Supervised learning with less effort
Manually annotating Stack Overflow posts is tedious work. How could we optimize the human effort while doing this task? Active learning focuses human effort where the classifier expects to benefit the most. If humans work on enough such examples, then the classifier can automatically continue on its own: self-training! Our main observation is that reaching agreement on non-trivial annotation tasks is difficult, despite carefully developed annotation guidelines – and active learning will amplify the challenge.
This experience report originates in an excellent MSc. thesis project in the Orion project. In Orion, we aim to support component selection in software evolution. What to build and what to buy? And which component to choose when there are several alternatives available? We refer to this as supporting architectural decision making. One approach to support such decision is to crowdsource them, i.e., “using contributions from Internet users to obtain needed services or ideas”. In software engineering, the obvious choice is to run text mining on Stack Overflow – look for example at the recent survey by Mao et al. (2017) and the systematic mapping study by Farias et al. (2016). Our idea in Orion is to collect crowdsourced architectural decisions in a knowledge repository.
Crowdsourcing Challenges
To use crowdsourcing on Stack Overflow, the first challenge is to identify the relevant discussion threads. In some cases it’s enough to just filter by using the available tags, but often that isn’t enough. In Orion, we attempted to collect discussion threads related to components’ computational performance. In this case, looking at tags such as “performance” and the name of a specific component (e.g., a lib of some sorts) gives you a lot of false positives – the data needs to be filtered further to be useful. One way to do this is to train a classifier on manually annotated Stack Overflow posts.
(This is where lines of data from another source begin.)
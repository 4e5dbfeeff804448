//! Integrality lint over float observations.
//!
//! Runs after conversion and never touches typed values, so disabling it
//! cannot change a run's outcome.

use crate::convert::FloatObservations;
use crate::diagnostics::{DiagnosticPath, Diagnostics};

/// Fields tagged `float` whose finite values were all integral.
pub fn always_integral(observations: &FloatObservations) -> Vec<&str> {
    observations
        .iter()
        .filter(|(_, obs)| obs.finite > 0 && obs.fractional == 0)
        .map(|(field, _)| field)
        .collect()
}

pub fn lint_intfloat(observations: &FloatObservations, diags: &mut Diagnostics, path: &DiagnosticPath) {
    for field in always_integral(observations) {
        diags.advisory(
            &path.with_field(field),
            format!("Float field '{field}' contains only int values (should it be a floatint?)"),
        );
    }
}
// SQLite store for validated image records
//
// Fixed tables hold images and regions; the nucleus table gains one column
// per catalogue entry the first time a schema with that column is ingested.

use std::collections::HashSet;
use std::fmt;
use std::path::Path;

use rusqlite::types::Value as SqlValue;
use rusqlite::{params, params_from_iter, Connection, OptionalExtension};

use hips_recon::{ImageRecord, NucleusColumn, NucleusRecord, RegionRecord, Value};

const SCHEMA: &str = r#"
PRAGMA foreign_keys = ON;

CREATE TABLE IF NOT EXISTS meta (
    key TEXT PRIMARY KEY,
    value TEXT NOT NULL
);

CREATE TABLE IF NOT EXISTS images (
    id INTEGER PRIMARY KEY,
    name TEXT NOT NULL UNIQUE,
    created_at TEXT NOT NULL      -- RFC 3339
);

CREATE TABLE IF NOT EXISTS rois (
    id INTEGER PRIMARY KEY,
    image_id INTEGER NOT NULL REFERENCES images(id) ON DELETE CASCADE,
    name TEXT NOT NULL,
    "left" INTEGER NOT NULL,
    top INTEGER NOT NULL,
    "right" INTEGER NOT NULL,
    bottom INTEGER NOT NULL
);

CREATE TABLE IF NOT EXISTS nuclei (
    id INTEGER PRIMARY KEY,
    roi_id INTEGER NOT NULL REFERENCES rois(id) ON DELETE CASCADE
);

CREATE INDEX IF NOT EXISTS idx_rois_image ON rois(image_id);
CREATE INDEX IF NOT EXISTS idx_nuclei_roi ON nuclei(roi_id);
"#;

/// Columns of `nuclei` that are not nucleus fields.
const FIXED_NUCLEUS_COLUMNS: [&str; 2] = ["id", "roi_id"];

pub type ImageId = i64;

#[derive(Debug)]
pub enum StoreError {
    Sqlite(String),
    /// An image with this name is already stored.
    DuplicateImage(String),
    UnknownImage(ImageId),
}

impl fmt::Display for StoreError {
    fn fmt(&self, f: &mut fmt::Formatter<'_>) -> fmt::Result {
        match self {
            Self::Sqlite(msg) => write!(f, "database error: {msg}"),
            Self::DuplicateImage(name) => write!(f, "image '{name}' is already in the database"),
            Self::UnknownImage(id) => write!(f, "no image with ID {id}"),
        }
    }
}

impl std::error::Error for StoreError {}

impl From<rusqlite::Error> for StoreError {
    fn from(e: rusqlite::Error) -> Self {
        Self::Sqlite(e.to_string())
    }
}

#[derive(Debug, Clone, PartialEq, Eq)]
pub struct ImageSummary {
    pub id: ImageId,
    pub name: String,
    pub created_at: String,
    pub roi_count: usize,
    pub nucleus_count: usize,
}

fn quote_ident(name: &str) -> String {
    format!("\"{}\"", name.replace('"', "\"\""))
}

fn to_sql(value: Option<&Value>) -> SqlValue {
    match value {
        None => SqlValue::Null,
        Some(Value::Int(i)) => SqlValue::Integer(*i),
        Some(Value::Float(x)) if x.is_nan() => SqlValue::Null,
        Some(Value::Float(x)) => SqlValue::Real(*x),
        Some(Value::Text(s)) => SqlValue::Text(s.clone()),
    }
}

fn from_sql(value: SqlValue) -> Option<Value> {
    match value {
        SqlValue::Integer(i) => Some(Value::Int(i)),
        SqlValue::Real(x) => Some(Value::Float(x)),
        SqlValue::Text(s) => Some(Value::Text(s)),
        SqlValue::Null | SqlValue::Blob(_) => None,
    }
}

pub struct Store {
    conn: Connection,
}

impl Store {
    pub fn open(path: &Path) -> Result<Self, StoreError> {
        Self::init(Connection::open(path)?)
    }

    pub fn open_in_memory() -> Result<Self, StoreError> {
        Self::init(Connection::open_in_memory()?)
    }

    fn init(conn: Connection) -> Result<Self, StoreError> {
        conn.execute_batch(SCHEMA)?;
        conn.execute(
            "INSERT OR IGNORE INTO meta (key, value) VALUES ('format_version', ?1)",
            params![crate::STORE_FORMAT_VERSION.to_string()],
        )?;
        Ok(Self { conn })
    }

    /// Nucleus field columns currently present, in table order.
    pub fn nucleus_columns(&self) -> Result<Vec<String>, StoreError> {
        let mut stmt = self.conn.prepare("SELECT name FROM pragma_table_info('nuclei')")?;
        let names = stmt
            .query_map([], |row| row.get::<_, String>(0))?
            .collect::<Result<Vec<_>, _>>()?;
        Ok(names
            .into_iter()
            .filter(|n| !FIXED_NUCLEUS_COLUMNS.contains(&n.as_str()))
            .collect())
    }

    /// Add any catalogue column the nucleus table does not have yet.
    fn ensure_columns(&self, columns: &[NucleusColumn]) -> Result<(), StoreError> {
        let existing: HashSet<String> = self.nucleus_columns()?.into_iter().collect();
        for column in columns {
            if existing.contains(&column.name) {
                continue;
            }
            self.conn.execute_batch(&format!(
                "ALTER TABLE nuclei ADD COLUMN {} {}",
                quote_ident(&column.name),
                column.storage.sql_type()
            ))?;
        }
        Ok(())
    }

    /// Insert a whole record in one transaction.
    pub fn ingest(&mut self, record: &ImageRecord, columns: &[NucleusColumn]) -> Result<ImageId, StoreError> {
        self.ensure_columns(columns)?;

        let tx = self.conn.transaction()?;

        let existing: Option<ImageId> = tx
            .query_row("SELECT id FROM images WHERE name = ?1", params![record.image_name], |row| {
                row.get(0)
            })
            .optional()?;
        if existing.is_some() {
            return Err(StoreError::DuplicateImage(record.image_name.clone()));
        }

        tx.execute(
            "INSERT INTO images (name, created_at) VALUES (?1, ?2)",
            params![record.image_name, chrono::Utc::now().to_rfc3339()],
        )?;
        let image_id = tx.last_insert_rowid();

        let column_list: Vec<String> = columns.iter().map(|c| quote_ident(&c.name)).collect();
        let placeholders: Vec<String> = (0..columns.len()).map(|i| format!("?{}", i + 2)).collect();
        let nucleus_sql = if columns.is_empty() {
            "INSERT INTO nuclei (roi_id) VALUES (?1)".to_string()
        } else {
            format!(
                "INSERT INTO nuclei (roi_id, {}) VALUES (?1, {})",
                column_list.join(", "),
                placeholders.join(", ")
            )
        };

        {
            let mut roi_stmt = tx.prepare(
                "INSERT INTO rois (image_id, name, \"left\", top, \"right\", bottom) VALUES (?1, ?2, ?3, ?4, ?5, ?6)",
            )?;
            let mut nucleus_stmt = tx.prepare(&nucleus_sql)?;

            for region in &record.regions {
                roi_stmt.execute(params![
                    image_id,
                    region.name,
                    region.left as i64,
                    region.top as i64,
                    region.right as i64,
                    region.bottom as i64,
                ])?;
                let roi_id = tx.last_insert_rowid();

                for nucleus in &region.nuclei {
                    let mut values = Vec::with_capacity(columns.len() + 1);
                    values.push(SqlValue::Integer(roi_id));
                    values.extend(columns.iter().map(|c| to_sql(nucleus.get(&c.name))));
                    nucleus_stmt.execute(params_from_iter(values.iter()))?;
                }
            }
        }

        tx.commit()?;
        Ok(image_id)
    }

    pub fn list(&self) -> Result<Vec<ImageSummary>, StoreError> {
        let mut stmt = self.conn.prepare(
            "SELECT i.id, i.name, i.created_at,
                    (SELECT COUNT(*) FROM rois r WHERE r.image_id = i.id),
                    (SELECT COUNT(*) FROM nuclei n JOIN rois r ON n.roi_id = r.id WHERE r.image_id = i.id)
             FROM images i ORDER BY i.id",
        )?;
        let rows = stmt.query_map([], |row| {
            Ok(ImageSummary {
                id: row.get(0)?,
                name: row.get(1)?,
                created_at: row.get(2)?,
                roi_count: row.get::<_, i64>(3)? as usize,
                nucleus_count: row.get::<_, i64>(4)? as usize,
            })
        })?;
        Ok(rows.collect::<Result<Vec<_>, _>>()?)
    }

    /// Read a stored image back as a record. Null columns are left out of each nucleus.
    pub fn load(&self, id: ImageId) -> Result<ImageRecord, StoreError> {
        let image_name: String = self
            .conn
            .query_row("SELECT name FROM images WHERE id = ?1", params![id], |row| row.get(0))
            .optional()?
            .ok_or(StoreError::UnknownImage(id))?;

        let columns = self.nucleus_columns()?;
        let mut record = ImageRecord::new(image_name);

        let mut roi_stmt = self.conn.prepare(
            "SELECT id, name, \"left\", top, \"right\", bottom FROM rois WHERE image_id = ?1 ORDER BY id",
        )?;
        let regions = roi_stmt
            .query_map(params![id], |row| {
                let region = RegionRecord {
                    name: row.get(1)?,
                    left: row.get::<_, i64>(2)? as u64,
                    top: row.get::<_, i64>(3)? as u64,
                    right: row.get::<_, i64>(4)? as u64,
                    bottom: row.get::<_, i64>(5)? as u64,
                    nuclei: Vec::new(),
                };
                Ok((row.get::<_, i64>(0)?, region))
            })?
            .collect::<Result<Vec<_>, _>>()?;

        let select: Vec<String> = columns.iter().map(|c| quote_ident(c)).collect();
        let nucleus_sql = if select.is_empty() {
            "SELECT id FROM nuclei WHERE roi_id = ?1 ORDER BY id".to_string()
        } else {
            format!("SELECT {} FROM nuclei WHERE roi_id = ?1 ORDER BY id", select.join(", "))
        };
        let mut nucleus_stmt = self.conn.prepare(&nucleus_sql)?;

        for (roi_id, mut region) in regions {
            let nuclei = nucleus_stmt
                .query_map(params![roi_id], |row| {
                    let mut nucleus = NucleusRecord::new();
                    for (i, name) in columns.iter().enumerate() {
                        if let Some(value) = from_sql(row.get::<_, SqlValue>(i)?) {
                            nucleus.insert(name.clone(), value);
                        }
                    }
                    Ok(nucleus)
                })?
                .collect::<Result<Vec<_>, _>>()?;
            region.nuclei = nuclei;
            record.push_region(region);
        }

        Ok(record)
    }

    /// Delete the given images and everything under them. Returns the number removed.
    pub fn delete(&mut self, ids: &[ImageId]) -> Result<usize, StoreError> {
        let tx = self.conn.transaction()?;
        let mut removed = 0;
        for id in ids {
            removed += tx.execute("DELETE FROM images WHERE id = ?1", params![id])?;
        }
        tx.commit()?;
        Ok(removed)
    }

    pub fn delete_all(&mut self) -> Result<usize, StoreError> {
        Ok(self.conn.execute("DELETE FROM images", [])?)
    }
}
Large sets of manually annotated data is the key to successful machine learning. However, annotating data is very labor-intensive. A common solution to acquire annotated data is services such as Amazon Mechanical Turk… However, when annotation requires more expert knowledge it isn’t possible.
Active learning as a solution?
Active Learning (AL) is a semi-automated approach to establish a training set. The idea is to reduce the overall human effort by focusing on annotating examples that maximize the gained learning, i.e., the examples for which the classifier is the most uncertain. This is referred to as uncertainty sampling: humans annotators continuously work on batches of data that is expected to be the most difficult for the classifier. AL has also been used in several studies for creating large training sets for speech, but how would it work for text mining Stack Overflow? By the way, thanks also go to Neil Ernst for a recent blog post on AL in software engineering that also discusses our paper.
The goal of AL is illustrated in the bean plots on top of this blog post. In the middle of the figure, there is a horizontal line separating positive and negative examples. To the left, there are loads of data around the line. The idea with AL is to focus the human annotation activity on these very uncertain examples, resulting in the figure to the right: the classifier is more certain about the remaining examples.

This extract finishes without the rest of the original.